Franciacorta Golf Club
4 Sterne
Adresse: Via Provinciale 34/B, 25040 Nigoline di Corte Franca (BS)
Tel.: 0030/98 41 67
www.franciacortagolfclub.it
Designer: Pete Dye und Marco Croze
Platz: 18 Championsship-Löcher, Par 73, plus neun Extralöcher (Par 34)

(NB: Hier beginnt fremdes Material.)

//! Bound model handles.

use std::sync::Arc;

use indexmap::IndexMap;
use serde_json::Value;

use crate::connection::Collection;
use crate::error::Error;
use crate::schema::Schema;

/// A document as seen by virtuals and methods.
pub type Document = serde_json::Map<String, Value>;

/// A method callable on documents of a model.
pub type InstanceMethod = Arc<dyn Fn(&Document, &[Value]) -> Result<Value, Error> + Send + Sync>;

/// A method callable on the model itself.
pub type StaticMethod = Arc<dyn Fn(&Model, &[Value]) -> Result<Value, Error> + Send + Sync>;

/// A built model: a schema bound to a collection, plus static properties.
///
/// Cloning is cheap and clones refer to the same model.
#[derive(Clone)]
pub struct Model {
    inner: Arc<ModelInner>,
}

struct ModelInner {
    name: String,
    schema: Schema,
    collection: Collection,
    properties: IndexMap<String, Value>,
    static_methods: IndexMap<String, StaticMethod>,
}

impl Model {
    pub(crate) fn new(
        name: impl Into<String>,
        schema: Schema,
        collection: Collection,
        properties: IndexMap<String, Value>,
        static_methods: IndexMap<String, StaticMethod>,
    ) -> Self {
        Self {
            inner: Arc::new(ModelInner {
                name: name.into(),
                schema,
                collection,
                properties,
                static_methods,
            }),
        }
    }

    /// Model name.
    pub fn name(&self) -> &str {
        &self.inner.name
    }

    /// The model's schema.
    pub fn schema(&self) -> &Schema {
        &self.inner.schema
    }

    /// Name of the bound collection.
    pub fn collection(&self) -> &str {
        &self.inner.collection.name
    }

    /// Check whether two handles refer to the same model.
    pub fn same(&self, other: &Model) -> bool {
        Arc::ptr_eq(&self.inner, &other.inner)
    }

    /// Get a static property.
    pub fn property(&self, key: &str) -> Option<&Value> {
        self.inner.properties.get(key)
    }

    /// All static property names.
    pub fn property_names(&self) -> Vec<&str> {
        self.inner.properties.keys().map(String::as_str).collect()
    }

    /// All static method names.
    pub fn static_method_names(&self) -> Vec<&str> {
        self.inner.static_methods.keys().map(String::as_str).collect()
    }

    /// Call a static method.
    pub fn call_static(&self, method: &str, args: &[Value]) -> Result<Value, Error> {
        let func = self
            .inner
            .static_methods
            .get(method)
            .ok_or_else(|| self.unknown_method(method))?;
        func(self, args)
    }

    /// Call an instance method on a document.
    pub fn call_method(
        &self,
        method: &str,
        doc: &Document,
        args: &[Value],
    ) -> Result<Value, Error> {
        let func = self
            .inner
            .schema
            .method(method)
            .ok_or_else(|| self.unknown_method(method))?;
        func(doc, args)
    }

    /// Compute a virtual field. Returns `None` if the path is not a virtual.
    pub fn get_virtual(&self, doc: &Document, path: &str) -> Option<Value> {
        self.inner.schema.virtual_field(path).map(|v| v.get(doc))
    }

    /// Write through a virtual field. Returns `false` if the path is not a virtual.
    pub fn set_virtual(&self, doc: &mut Document, path: &str, value: Value) -> bool {
        match self.inner.schema.virtual_field(path) {
            Some(v) => {
                v.set(doc, value);
                true
            }
            None => false,
        }
    }

    fn unknown_method(&self, method: &str) -> Error {
        Error::UnknownMethod {
            model: self.inner.name.clone(),
            method: method.to_string(),
        }
    }
}

impl std::fmt::Debug for Model {
    fn fmt(&self, f: &mut std::fmt::Formatter<'_>) -> std::fmt::Result {
        f.debug_struct("Model")
            .field("name", &self.inner.name)
            .field("collection", &self.inner.collection.name)
            .field("schema", &self.inner.schema)
            .finish_non_exhaustive()
    }
}

#[cfg(test)]
mod tests {
    use super::*;
    use crate::schema::{ScalarType, SchemaField, VirtualField, VirtualSpec};
    use serde_json::json;

    fn sample_model() -> Model {
        let schema = Schema::new("User");
        schema.add_field(SchemaField::scalar("name", ScalarType::String));
        schema.add_virtual(
            "name.length",
            VirtualField::from_spec(VirtualSpec::new().getter(|doc| {
                json!(doc.get("name").and_then(Value::as_str).map_or(0, str::len))
            })),
        );
        schema.add_method(
            "greet",
            Arc::new(|doc: &Document, _: &[Value]| {
                let name = doc.get("name").and_then(Value::as_str).unwrap_or("stranger");
                Ok(json!(format!("hello {}", name)))
            }),
        );

        let mut properties = IndexMap::new();
        properties.insert("label".to_string(), json!("People"));

        let mut statics: IndexMap<String, StaticMethod> = IndexMap::new();
        statics.insert(
            "describe".to_string(),
            Arc::new(|model: &Model, _: &[Value]| Ok(json!(model.collection()))),
        );

        Model::new("User", schema, Collection::new("User", "users"), properties, statics)
    }

    #[test]
    fn test_static_properties() {
        let model = sample_model();
        assert_eq!(model.property("label"), Some(&json!("People")));
        assert!(model.property("missing").is_none());
        assert_eq!(model.property_names(), vec!["label"]);
    }

    #[test]
    fn test_call_static() {
        let model = sample_model();
        assert_eq!(model.call_static("describe", &[]).unwrap(), json!("users"));
        assert!(matches!(
            model.call_static("nope", &[]),
            Err(Error::UnknownMethod { .. })
        ));
    }

    #[test]
    fn test_call_method_and_virtuals() {
        let model = sample_model();
        let doc = json!({ "name": "ada" }).as_object().unwrap().clone();

        assert_eq!(model.call_method("greet", &doc, &[]).unwrap(), json!("hello ada"));
        assert_eq!(model.get_virtual(&doc, "name.length"), Some(json!(3)));
        assert_eq!(model.get_virtual(&doc, "name.other"), None);
    }
}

5.921 m (gelb)/5.231 m (rot)
Greenfee: Wochentags: 18 Löcher: 50 Euro. Wochenende: 75 Euro
HCP-Begrenzung: 36
Fazit: Der Kurs beginnt schwer, wird später aber offener und leichter. Es werden 160 Turniere pro Saison angeboten. Sehr gute italienische Gastronomie mit edlen Tropfen aus der heimischen Weinregion.

Golf Club La Rossera
3 Sterne
Adresse: Via Montebello 4, 24060 Chiuduno (BG)
Tel.: 0035/83 86 00
www.rossera.it
Platz: 9 Löcher, Par 35
2.609 m (gelb)/2.293 m (rot)
Greenfee: Wochentags: 18 Löcher: 35 Euro. Wochenende: 45 Euro
HCP-Begrenzung: 36 (nur am Wochenende)
Fazit: Nur 15 km von Bergamo entfernt bietet diese raffinierte 9-Löcher-Anlage aus 450 Metern Höhenlage schöne und vor allem nebelfreie Weitblicke auf die Apenninen und das Monte Rosa-Massiv. Das Restaurant ist exzellent!

Chervò Golf San Vigilio
4 Sterne
Adresse: Loc. San Vigilio, 25010 Pozzolengo (BS)
Tel.: 0039/ 03 09 18 01
www.chervogolfsanvigilio.it
Designer: Kurt Rossknecht
Platz: 27 Championsship- plus neun Par 3-Übungslöcher
Rot: 3.107 m (gelb)/2.646 m (rot)
Weiß: 2.846 m (gelb)/2.375 m (rot)
Gelb: 2.964 m (gelb)/2.508 m (rot)
Greenfee: Hochsaison: 18 Löcher: 70 Euro; Nebensaison: 60 Euro
HCP-Begrenzung: Keine
Fazit: Großflächige neue Parkland-Anlage, 5 km vom Gardasee. Noch wenig bewachsen. Resort-Flair! Bestes Clubhaus, teure Gastronomie!